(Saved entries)

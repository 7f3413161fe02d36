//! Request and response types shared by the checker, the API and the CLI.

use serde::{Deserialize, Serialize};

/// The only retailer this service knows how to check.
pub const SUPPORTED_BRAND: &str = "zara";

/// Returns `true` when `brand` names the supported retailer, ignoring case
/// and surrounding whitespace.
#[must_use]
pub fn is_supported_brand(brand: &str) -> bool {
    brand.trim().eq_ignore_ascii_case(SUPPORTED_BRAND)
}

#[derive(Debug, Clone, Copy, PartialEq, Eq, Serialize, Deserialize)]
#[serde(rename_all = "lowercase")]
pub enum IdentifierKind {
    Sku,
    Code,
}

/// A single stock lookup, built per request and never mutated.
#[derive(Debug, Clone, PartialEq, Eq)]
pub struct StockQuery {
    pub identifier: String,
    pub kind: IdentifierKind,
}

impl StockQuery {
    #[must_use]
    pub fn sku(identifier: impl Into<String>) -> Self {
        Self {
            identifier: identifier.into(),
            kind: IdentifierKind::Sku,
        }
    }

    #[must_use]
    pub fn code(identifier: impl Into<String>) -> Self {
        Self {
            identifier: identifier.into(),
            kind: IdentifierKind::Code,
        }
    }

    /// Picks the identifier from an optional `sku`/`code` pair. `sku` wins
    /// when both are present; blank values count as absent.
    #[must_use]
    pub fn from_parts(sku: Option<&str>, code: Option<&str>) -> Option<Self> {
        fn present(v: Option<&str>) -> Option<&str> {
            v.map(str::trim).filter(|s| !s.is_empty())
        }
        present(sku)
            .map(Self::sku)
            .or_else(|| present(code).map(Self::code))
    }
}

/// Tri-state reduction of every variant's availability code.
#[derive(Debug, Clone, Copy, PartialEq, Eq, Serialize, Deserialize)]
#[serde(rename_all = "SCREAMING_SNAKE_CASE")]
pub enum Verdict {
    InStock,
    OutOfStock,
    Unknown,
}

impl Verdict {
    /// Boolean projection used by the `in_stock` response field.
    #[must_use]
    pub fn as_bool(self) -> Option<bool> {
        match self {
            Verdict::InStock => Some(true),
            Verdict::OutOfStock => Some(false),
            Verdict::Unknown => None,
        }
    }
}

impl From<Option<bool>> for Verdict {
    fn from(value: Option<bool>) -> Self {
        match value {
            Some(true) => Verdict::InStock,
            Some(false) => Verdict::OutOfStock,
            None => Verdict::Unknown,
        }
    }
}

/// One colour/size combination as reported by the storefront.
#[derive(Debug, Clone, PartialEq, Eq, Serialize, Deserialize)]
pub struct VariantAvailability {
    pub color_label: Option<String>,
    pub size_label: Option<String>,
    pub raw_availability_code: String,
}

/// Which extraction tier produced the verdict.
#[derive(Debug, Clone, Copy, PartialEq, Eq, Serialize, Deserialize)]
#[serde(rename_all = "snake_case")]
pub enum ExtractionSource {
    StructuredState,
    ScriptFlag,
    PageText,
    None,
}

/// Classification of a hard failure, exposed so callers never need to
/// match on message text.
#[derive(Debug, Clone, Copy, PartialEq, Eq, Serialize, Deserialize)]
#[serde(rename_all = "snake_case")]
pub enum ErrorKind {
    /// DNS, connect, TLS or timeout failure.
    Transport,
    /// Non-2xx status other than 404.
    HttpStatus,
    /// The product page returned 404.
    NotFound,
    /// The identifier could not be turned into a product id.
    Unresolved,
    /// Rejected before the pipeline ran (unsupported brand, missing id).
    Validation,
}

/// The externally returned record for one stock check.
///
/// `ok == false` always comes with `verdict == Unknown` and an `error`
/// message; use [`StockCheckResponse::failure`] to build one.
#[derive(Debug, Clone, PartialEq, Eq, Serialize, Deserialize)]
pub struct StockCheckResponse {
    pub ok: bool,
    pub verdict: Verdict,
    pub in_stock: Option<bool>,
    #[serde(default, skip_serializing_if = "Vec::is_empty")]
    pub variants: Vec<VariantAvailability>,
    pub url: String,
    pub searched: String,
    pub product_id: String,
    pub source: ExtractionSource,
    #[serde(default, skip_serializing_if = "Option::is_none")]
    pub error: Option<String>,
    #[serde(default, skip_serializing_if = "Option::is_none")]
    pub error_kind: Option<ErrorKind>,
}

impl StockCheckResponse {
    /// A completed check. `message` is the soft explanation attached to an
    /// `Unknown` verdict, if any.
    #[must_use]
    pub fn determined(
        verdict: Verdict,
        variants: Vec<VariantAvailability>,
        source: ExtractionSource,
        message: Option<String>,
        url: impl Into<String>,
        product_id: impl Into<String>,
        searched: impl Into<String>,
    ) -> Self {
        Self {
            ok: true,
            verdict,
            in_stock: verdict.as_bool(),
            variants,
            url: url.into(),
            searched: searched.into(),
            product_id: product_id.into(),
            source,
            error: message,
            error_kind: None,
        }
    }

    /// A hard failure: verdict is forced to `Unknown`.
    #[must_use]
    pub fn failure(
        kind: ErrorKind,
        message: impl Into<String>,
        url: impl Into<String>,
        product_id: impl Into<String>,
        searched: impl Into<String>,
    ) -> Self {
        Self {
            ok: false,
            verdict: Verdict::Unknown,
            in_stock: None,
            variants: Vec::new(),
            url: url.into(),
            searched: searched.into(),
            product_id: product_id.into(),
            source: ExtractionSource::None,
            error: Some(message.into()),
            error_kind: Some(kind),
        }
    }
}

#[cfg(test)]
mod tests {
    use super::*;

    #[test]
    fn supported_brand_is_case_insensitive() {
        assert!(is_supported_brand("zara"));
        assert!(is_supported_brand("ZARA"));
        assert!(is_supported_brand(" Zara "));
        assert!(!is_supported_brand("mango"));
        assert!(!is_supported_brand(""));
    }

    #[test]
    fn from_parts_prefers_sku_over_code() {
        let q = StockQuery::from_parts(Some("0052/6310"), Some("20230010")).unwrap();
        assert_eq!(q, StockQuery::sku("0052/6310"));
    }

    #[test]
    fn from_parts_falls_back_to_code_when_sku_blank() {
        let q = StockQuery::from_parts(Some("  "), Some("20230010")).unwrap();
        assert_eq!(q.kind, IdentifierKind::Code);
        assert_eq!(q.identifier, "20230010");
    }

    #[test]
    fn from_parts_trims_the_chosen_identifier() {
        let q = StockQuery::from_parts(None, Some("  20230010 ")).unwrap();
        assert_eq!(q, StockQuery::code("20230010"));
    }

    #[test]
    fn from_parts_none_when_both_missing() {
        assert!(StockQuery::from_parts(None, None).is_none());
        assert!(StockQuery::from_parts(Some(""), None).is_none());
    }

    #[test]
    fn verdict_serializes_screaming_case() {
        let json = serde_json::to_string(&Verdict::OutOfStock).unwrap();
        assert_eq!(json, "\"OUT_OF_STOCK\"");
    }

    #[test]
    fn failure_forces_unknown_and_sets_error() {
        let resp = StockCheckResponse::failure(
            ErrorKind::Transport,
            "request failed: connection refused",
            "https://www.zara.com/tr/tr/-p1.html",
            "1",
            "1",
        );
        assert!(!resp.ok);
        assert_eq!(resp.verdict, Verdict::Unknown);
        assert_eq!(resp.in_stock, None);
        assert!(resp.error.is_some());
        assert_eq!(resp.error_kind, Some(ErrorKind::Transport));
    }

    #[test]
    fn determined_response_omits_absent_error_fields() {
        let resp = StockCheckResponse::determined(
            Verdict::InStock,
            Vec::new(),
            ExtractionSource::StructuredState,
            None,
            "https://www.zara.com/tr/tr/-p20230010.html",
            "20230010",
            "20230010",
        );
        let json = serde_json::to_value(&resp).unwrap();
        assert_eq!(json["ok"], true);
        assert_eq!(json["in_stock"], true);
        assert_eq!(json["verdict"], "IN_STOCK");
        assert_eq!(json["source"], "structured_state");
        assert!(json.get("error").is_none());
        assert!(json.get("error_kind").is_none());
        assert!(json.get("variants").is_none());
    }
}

*TASK TO COMPLETE*.
Each line of the data that includes "enum" should be copied.

*PROBLEM SOLUTION*.
pub enum IdentifierKind {
pub enum Verdict {
pub enum ExtractionSource {
pub enum ErrorKind {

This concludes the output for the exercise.